- INSTRUCTIONS TO FOLLOW:
Below is a block of entries; repeat exactly the lines starting at the line that contains "a registered connection" and ending at the line that contains "pub struct ConnectionInfo", both included.

──────── DATA SUPPLIED ────────

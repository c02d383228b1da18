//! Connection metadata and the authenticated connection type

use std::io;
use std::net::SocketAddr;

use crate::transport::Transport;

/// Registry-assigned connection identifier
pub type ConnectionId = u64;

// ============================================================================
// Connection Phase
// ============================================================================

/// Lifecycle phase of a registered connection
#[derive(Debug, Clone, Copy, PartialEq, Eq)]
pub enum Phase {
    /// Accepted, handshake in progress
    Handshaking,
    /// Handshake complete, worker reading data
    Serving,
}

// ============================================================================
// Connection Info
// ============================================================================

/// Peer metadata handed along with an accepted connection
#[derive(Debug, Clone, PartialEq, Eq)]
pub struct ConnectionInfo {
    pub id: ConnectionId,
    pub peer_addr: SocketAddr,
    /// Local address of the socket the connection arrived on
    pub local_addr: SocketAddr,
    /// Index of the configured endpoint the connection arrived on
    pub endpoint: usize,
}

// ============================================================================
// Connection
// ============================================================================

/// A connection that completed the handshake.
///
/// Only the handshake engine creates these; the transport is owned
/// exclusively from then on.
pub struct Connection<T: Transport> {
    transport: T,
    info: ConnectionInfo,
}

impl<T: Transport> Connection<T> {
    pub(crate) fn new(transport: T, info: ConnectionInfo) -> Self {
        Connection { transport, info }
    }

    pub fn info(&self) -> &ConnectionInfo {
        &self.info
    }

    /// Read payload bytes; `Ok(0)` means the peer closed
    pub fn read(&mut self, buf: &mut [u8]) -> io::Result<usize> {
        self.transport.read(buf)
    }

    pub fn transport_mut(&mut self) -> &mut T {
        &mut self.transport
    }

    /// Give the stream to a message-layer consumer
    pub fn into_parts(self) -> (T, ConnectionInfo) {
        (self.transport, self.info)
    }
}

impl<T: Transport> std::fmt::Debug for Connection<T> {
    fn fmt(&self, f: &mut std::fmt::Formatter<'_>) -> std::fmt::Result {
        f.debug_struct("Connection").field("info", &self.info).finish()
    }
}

────────

- SOLUTION:
/// Lifecycle phase of a registered connection
#[derive(Debug, Clone, Copy, PartialEq, Eq)]
pub enum Phase {
    /// Accepted, handshake in progress
    Handshaking,
    /// Handshake complete, worker reading data
    Serving,
}

// ============================================================================
// Connection Info
// ============================================================================

/// Peer metadata handed along with an accepted connection
#[derive(Debug, Clone, PartialEq, Eq)]
pub struct ConnectionInfo {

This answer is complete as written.